Но Закревский, которому адресованы эти строки, знал больше своих друзей и писал, что войны, возможно, не будет совсем, «ибо есть большое желание остаться в мире, несмотря, что турки оскорбляли русских и тем унижают наше величие перед прочими державами. Дай Бог, чтобы все шло к лучшему, а по порядку и деятельности, ныне существующим, ничего хорошего ожидать нельзя. Надо быть здесь, видеть и потом судить, чего Россия может ожидать. Вот, любезный друг, как русский русскому говорить должен»[231].
Эти выдержки не нуждаются в подробном комментарии: ход мыслей автора вполне понятен. Примечательны слова Закревского о том, что позиция правительства вредит престижу России. Нельзя пройти мимо его оценки существующих «порядка и деятельности» — это скоро станет одним из постоянных мотивов его писем.

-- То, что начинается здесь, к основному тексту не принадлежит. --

//! Random workout generation.
//!
//! A random workout picks suit assignments and a joker pool from the
//! libraries, filtered by the enabled levels and gym access. Every pool
//! falls back in layers (filtered rows, then included rows, then the
//! built-in library) so generation always produces something.

use crate::assignment::{Assignment, SuitAssignment};
use crate::library::{default_joker_library, default_workout_library, value_as_bool, value_as_f64, LibraryRow};
use crate::rules::RuleSettings;
use crate::session::SessionSetup;
use crate::types::{DeckSize, FaceCardMode, Focus, GymAccess, Level};
use rand::seq::SliceRandom;
use rand::Rng;
use serde::{Deserialize, Serialize};
use serde_json::Value;

/// Label used when no workout can be found anywhere
pub const WORKOUT_PLACEHOLDER: &str = "Workout";

/// Name recorded in history for generated workouts
pub const RANDOM_WORKOUT_NAME: &str = "Random Workout";

/// Which difficulty levels a random workout may use
#[derive(Clone, Copy, Debug, Serialize, Deserialize, PartialEq, Eq)]
pub struct LevelToggles {
    #[serde(rename = "1")]
    pub one: bool,
    #[serde(rename = "2")]
    pub two: bool,
    #[serde(rename = "3")]
    pub three: bool,
}

impl LevelToggles {
    pub fn allows(&self, level: Level) -> bool {
        match level.get() {
            1 => self.one,
            2 => self.two,
            _ => self.three,
        }
    }
}

impl Default for LevelToggles {
    fn default() -> Self {
        Self {
            one: true,
            two: true,
            three: false,
        }
    }
}

/// Settings for generating a random workout
#[derive(Clone, Debug, Serialize, Deserialize, PartialEq)]
#[serde(rename_all = "camelCase")]
pub struct RandomWorkoutSettings {
    pub levels: LevelToggles,
    pub gym_access: GymAccess,
    pub deck_size: DeckSize,
    pub ace_high: bool,
    pub face_card_mode: FaceCardMode,
    pub num_jokers: u8,
    pub include_focus: bool,
}

impl Default for RandomWorkoutSettings {
    fn default() -> Self {
        Self {
            levels: LevelToggles::default(),
            gym_access: GymAccess::No,
            deck_size: DeckSize::Full,
            ace_high: false,
            face_card_mode: FaceCardMode::Progressive,
            num_jokers: 1,
            include_focus: false,
        }
    }
}

/// Fill missing or invalid fields of saved settings from the defaults
pub fn merge_random_settings(saved: &Value) -> RandomWorkoutSettings {
    let defaults = RandomWorkoutSettings::default();
    let Some(obj) = saved.as_object() else {
        return defaults;
    };

    let levels = match obj.get("levels") {
        Some(levels) => {
            let level = |key: &str, default: bool| levels.get(key).and_then(value_as_bool).unwrap_or(default);
            LevelToggles {
                one: level("1", defaults.levels.one),
                two: level("2", defaults.levels.two),
                three: level("3", defaults.levels.three),
            }
        }
        None => defaults.levels,
    };
    let string_field = |key: &str| obj.get(key).and_then(|v| v.as_str());

    RandomWorkoutSettings {
        levels,
        gym_access: string_field("gymAccess")
            .and_then(GymAccess::parse)
            .unwrap_or(defaults.gym_access),
        deck_size: string_field("deckSize")
            .and_then(DeckSize::from_key)
            .unwrap_or(defaults.deck_size),
        ace_high: obj
            .get("aceHigh")
            .and_then(value_as_bool)
            .unwrap_or(defaults.ace_high),
        face_card_mode: string_field("faceCardMode")
            .and_then(FaceCardMode::parse)
            .unwrap_or(defaults.face_card_mode),
        num_jokers: obj
            .get("numJokers")
            .and_then(value_as_f64)
            .filter(|n| n.is_finite())
            .map(|n| n.round().clamp(0.0, crate::deck::MAX_JOKERS as f64) as u8)
            .unwrap_or(defaults.num_jokers),
        include_focus: obj
            .get("includeFocus")
            .and_then(value_as_bool)
            .unwrap_or(defaults.include_focus),
    }
}

/// A generated workout ready to start a session
#[derive(Clone, Debug, PartialEq)]
pub struct RandomWorkout {
    pub suits: SuitAssignment,
    /// Joker labels this session may draw
    pub joker_pool: Vec<String>,
    pub deck_size: DeckSize,
    pub rules: RuleSettings,
    pub jokers: usize,
}

impl RandomWorkout {
    pub fn session_setup(&self, workout_library: &[LibraryRow], joker_library: &[LibraryRow]) -> SessionSetup {
        SessionSetup {
            workout_name: RANDOM_WORKOUT_NAME.to_string(),
            suits: self.suits.clone(),
            workout_library: workout_library.to_vec(),
            joker_library: joker_library.to_vec(),
            session_jokers: Some(self.joker_pool.clone()),
            rules: self.rules.clone(),
            jokers: self.jokers,
            deck_size: self.deck_size,
        }
    }
}

fn eligible<'a>(rows: &'a [LibraryRow], settings: &RandomWorkoutSettings) -> Vec<&'a LibraryRow> {
    rows.iter()
        .filter(|row| row.include && !row.workout.trim().is_empty())
        .filter(|row| settings.levels.allows(row.difficulty))
        .filter(|row| settings.gym_access == GymAccess::Yes || !row.needs_weights())
        .collect()
}

/// Filtered rows, else included rows, else included built-in rows
fn layered_pool<'a>(
    rows: &'a [LibraryRow],
    defaults: &'a [LibraryRow],
    settings: &RandomWorkoutSettings,
) -> Vec<&'a LibraryRow> {
    let filtered = eligible(rows, settings);
    if !filtered.is_empty() {
        return filtered;
    }
    let included: Vec<&LibraryRow> = rows.iter().filter(|row| row.include).collect();
    if !included.is_empty() {
        tracing::info!("No workouts match the random filters, using all included workouts");
        return included;
    }
    tracing::info!("Library has no included workouts, using built-in defaults");
    defaults.iter().filter(|row| row.include).collect()
}

/// Generate a random workout from the libraries
pub fn generate_random_workout<R: Rng + ?Sized>(
    settings: &RandomWorkoutSettings,
    workout_library: &[LibraryRow],
    joker_library: &[LibraryRow],
    rng: &mut R,
) -> RandomWorkout {
    let pool = layered_pool(workout_library, default_workout_library(), settings);

    let mut picks: Vec<Assignment> = if pool.is_empty() {
        vec![Assignment::concrete(WORKOUT_PLACEHOLDER, 1); 4]
    } else {
        let mut chosen: Vec<&LibraryRow> = pool.choose_multiple(rng, 4).copied().collect();
        chosen.shuffle(rng);
        (0..4)
            .map(|i| {
                let row = chosen[i % chosen.len()];
                Assignment::concrete(row.workout.clone(), row.multiplier)
            })
            .collect()
    };

    if settings.include_focus {
        let focuses: Vec<Focus> = Focus::ALL
            .into_iter()
            .filter(|focus| pool.iter().any(|row| row.focus == *focus))
            .collect();
        let focus = focuses.choose(rng).copied().unwrap_or(Focus::FullBody);
        let slot = rng.gen_range(0..picks.len());
        picks[slot] = Assignment::Focus(focus);
    }

    let mut picks = picks.into_iter();
    let mut next = || picks.next().unwrap_or_else(|| Assignment::concrete(WORKOUT_PLACEHOLDER, 1));
    let suits = SuitAssignment {
        spades: next(),
        hearts: next(),
        diamonds: next(),
        clubs: next(),
    };

    let joker_pool: Vec<String> = layered_pool(joker_library, default_joker_library(), settings)
        .into_iter()
        .map(LibraryRow::label)
        .collect();

    tracing::debug!("Generated random workout with {} joker options", joker_pool.len());

    RandomWorkout {
        suits,
        joker_pool,
        deck_size: settings.deck_size,
        rules: RuleSettings {
            ace_high: settings.ace_high,
            face_card_mode: settings.face_card_mode,
            difficulty: 1.0,
        },
        jokers: settings.num_jokers as usize,
    }
}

Ермолов, вернувшийся в конце 1821 г. в Грузию, поначалу рассуждал о перспективе войны весьма абстрактно. Одно время ходили упорные слухи, что он будет командующим главной армией против турок, но поскольку он снова оказался в Тифлисе, то можно было догадаться, что или войны не будет или командующим будет кто-то другой. (Впрочем, после его «мнимого» главнокомандования в Италии назначение его командующим в Молдавии выглядело бы вполне естественно.)

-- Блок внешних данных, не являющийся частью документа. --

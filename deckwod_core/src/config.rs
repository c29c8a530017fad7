//! Configuration file support for deckwod.
//!
//! Configuration is loaded from `$XDG_CONFIG_HOME/deckwod/config.toml`.

use crate::{Error, Result};
use serde::{Deserialize, Serialize};
use std::path::{Path, PathBuf};
use std::time::Duration;

/// Application configuration
#[derive(Clone, Debug, Serialize, Deserialize, Default)]
pub struct Config {
    #[serde(default)]
    pub data: DataConfig,

    #[serde(default)]
    pub persistence: PersistenceConfig,

    #[serde(default)]
    pub history: HistoryConfig,
}

/// Data storage configuration
#[derive(Clone, Debug, Serialize, Deserialize)]
pub struct DataConfig {
    #[serde(default = "default_data_dir")]
    pub data_dir: PathBuf,
}

impl Default for DataConfig {
    fn default() -> Self {
        Self {
            data_dir: default_data_dir(),
        }
    }
}

/// Settings write behaviour
#[derive(Clone, Debug, Serialize, Deserialize)]
pub struct PersistenceConfig {
    /// Quiet period before staged settings are written
    #[serde(default = "default_debounce_ms")]
    pub debounce_ms: u64,
}

impl Default for PersistenceConfig {
    fn default() -> Self {
        Self {
            debounce_ms: default_debounce_ms(),
        }
    }
}

impl PersistenceConfig {
    pub fn debounce(&self) -> Duration {
        Duration::from_millis(self.debounce_ms)
    }
}

/// Workout history configuration
#[derive(Clone, Debug, Serialize, Deserialize)]
pub struct HistoryConfig {
    #[serde(default = "default_max_entries")]
    pub max_entries: usize,
}

impl Default for HistoryConfig {
    fn default() -> Self {
        Self {
            max_entries: default_max_entries(),
        }
    }
}

// Default value functions
fn default_data_dir() -> PathBuf {
    let base = dirs::data_local_dir()
        .or_else(|| dirs::home_dir().map(|home| home.join(".local/share")))
        .unwrap_or_else(|| PathBuf::from("."));
    base.join("deckwod")
}

fn default_debounce_ms() -> u64 {
    400
}

fn default_max_entries() -> usize {
    crate::history::DEFAULT_MAX_HISTORY
}

impl Config {
    /// Load configuration from the standard config path
    pub fn load() -> Result<Self> {
        let config_path = Self::default_config_path();
        if config_path.exists() {
            Self::load_from(&config_path)
        } else {
            tracing::info!(
                "No config file found at {:?}, using defaults",
                config_path
            );
            Ok(Self::default())
        }
    }

    /// Load configuration from a specific path
    pub fn load_from(path: &Path) -> Result<Self> {
        let contents = std::fs::read_to_string(path)?;
        let config: Config = toml::from_str(&contents)?;
        config.validate()?;
        tracing::info!("Loaded config from {:?}", path);
        Ok(config)
    }

    /// Reject values the rest of the system cannot work with
    pub fn validate(&self) -> Result<()> {
        if self.history.max_entries == 0 {
            return Err(Error::Config("history.max_entries must be at least 1".into()));
        }
        Ok(())
    }

    /// Get the default config file path
    pub fn default_config_path() -> PathBuf {
        let base = dirs::config_dir()
            .or_else(|| dirs::home_dir().map(|home| home.join(".config")))
            .unwrap_or_else(|| PathBuf::from("."));
        base.join("deckwod").join("config.toml")
    }

    /// Directory holding the per-slice settings files
    pub fn settings_dir(&self) -> PathBuf {
        self.data.data_dir.join("settings")
    }

    /// Save the current configuration to a specific path
    pub fn save_to(&self, path: &Path) -> Result<()> {
        if let Some(parent) = path.parent() {
            std::fs::create_dir_all(parent)?;
        }

        let contents = toml::to_string_pretty(self)
            .map_err(|e| Error::Config(format!("Failed to serialize config: {}", e)))?;
        std::fs::write(path, contents)?;
        tracing::info!("Saved config to {:?}", path);
        Ok(())
    }
}
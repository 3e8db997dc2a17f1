use super::arena::Link;
use alloc::boxed::Box;
use core::iter;

/// The smallest number of buckets a table will ever have.
pub(crate) const MIN_BUCKETS: usize = 16;

/// A fixed-length array of bucket heads.
///
/// Each slot is the head of a singly-linked chain of entries that live in the map's entry arena.
/// A `Buckets` never holds keys or values itself, which is what lets it be allocated on a
/// different thread than the one that owns the map.
#[derive(Clone)]
pub struct Buckets {
    heads: Box<[Option<Link>]>,
}

impl Buckets {
    /// Allocates `len` empty buckets.
    ///
    /// `len` must be a power of two no smaller than 16.
    pub fn with_len(len: usize) -> Self {
        debug_assert!(len.is_power_of_two(), "bucket count must be a power of two");
        debug_assert!(len >= MIN_BUCKETS);
        Self {
            heads: iter::repeat(None).take(len).collect(),
        }
    }

    /// Returns the number of buckets.
    #[cfg_attr(feature = "inline-more", inline)]
    pub fn len(&self) -> usize {
        self.heads.len()
    }

    #[inline]
    pub(crate) fn mask(&self) -> usize {
        self.heads.len() - 1
    }

    #[inline]
    pub(crate) fn index_of(&self, hash: u64) -> usize {
        hash as usize & self.mask()
    }

    #[inline]
    pub(crate) fn head(&self, index: usize) -> Option<Link> {
        self.heads[index]
    }

    /// Makes `link` the head of bucket `index`, returning the previous head.
    #[inline]
    pub(crate) fn set_head(&mut self, index: usize, link: Option<Link>) -> Option<Link> {
        core::mem::replace(&mut self.heads[index], link)
    }

    #[inline]
    pub(crate) fn take(&mut self, index: usize) -> Option<Link> {
        self.heads[index].take()
    }

    pub(crate) fn clear(&mut self) {
        for head in self.heads.iter_mut() {
            *head = None;
        }
    }

    pub(crate) fn is_empty_at(&self, index: usize) -> bool {
        self.heads[index].is_none()
    }
}

impl core::fmt::Debug for Buckets {
    fn fmt(&self, f: &mut core::fmt::Formatter<'_>) -> core::fmt::Result {
        f.debug_struct("Buckets").field("len", &self.len()).finish()
    }
}

/// Rounds a capacity hint up to a valid bucket count.
pub(crate) fn buckets_for(hint: usize) -> usize {
    usize::max(hint, MIN_BUCKETS)
        .checked_next_power_of_two()
        .expect("capacity overflow")
}

#[cfg(test)]
mod tests {
    use super::*;

    #[test]
    fn clamps_and_rounds() {
        assert_eq!(buckets_for(0), 16);
        assert_eq!(buckets_for(10), 16);
        assert_eq!(buckets_for(16), 16);
        assert_eq!(buckets_for(17), 32);
        assert_eq!(buckets_for(1000), 1024);
    }

    #[test]
    fn index_uses_mask() {
        let b = Buckets::with_len(32);
        assert_eq!(b.len(), 32);
        assert_eq!(b.mask(), 31);
        assert_eq!(b.index_of(5), 5);
        assert_eq!(b.index_of(37), 5);
        assert_eq!(b.index_of(u64::MAX), 31);
        assert!((0..32).all(|i| b.is_empty_at(i)));
    }
}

Однако постепенно он все больше раздражался, видя бездействие правительства. В феврале 1822 г. он замечает, что державы, особенно Англия, пытаются восстановить отношения России и Турции путем переговоров и намеренно их затягивают, чтобы истощить силы восставших, «кончится тем, что в греках, нам приверженных, оставим мы справедливое на нас озлобление! Я, как тебе известно, весьма несчастный политик и, конечно, о политике говорю вздор, но и без дипломатических глубоких познаний можно чувствовать свое достоинство. И я недаром принадлежу народу могущественному!»
Здесь имя царя прямо не называется, но адресат понятен. Это снова тот случай, когда А. П. Ермолов, русский дворянин и русский генерал, не хуже А. П. Романова, русского императора, знает, что такое достоинство России и как его нужно поддерживать.

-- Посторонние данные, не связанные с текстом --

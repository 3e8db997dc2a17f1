#[cfg(feature = "rayon")]
pub(crate) mod rayon;
#[cfg(feature = "serde")]
mod serde;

«История прославит наше время и нам собственно отдаст должную похвалу. Уже целый год, как лютость турок христианские державы насыщают кровию греков и, кажется, недовольно!» — пишет он Закревскому в марте 1822 г. Скептично он оценивает перспективу поездки царя на конгресс в Верону. Второе лицо в Министерстве иностранных дел России гр. Каподистриа, грек по национальности, был незадолго до этого уволен. А Нессельроде смотрел на Меттерниха почти как на императора, поэтому Ермолов проницательно писал, что «теперь Меттерниху праздник»[232].
Войну с турками из-за греков, как и предсказывали наши герои, России все равно пришлось вести, но уже шестью годами спустя, а это не одно и то же. Победа в 1828–1829 гг. укрепила режим Николая Павловича, нуждавшийся в такой победе. Повторим: правительство могло воспользоваться взрывом сочувствия грекам, чтобы восстановить рвущиеся связи с лучшей частью общества. Причем не только с такими людьми, как наши герои, но и с будущими декабристами, которые отвлеклись бы от своей внеслужебной деятельности, притом с радостью, как можно судить по их восприятию восстания в Греции.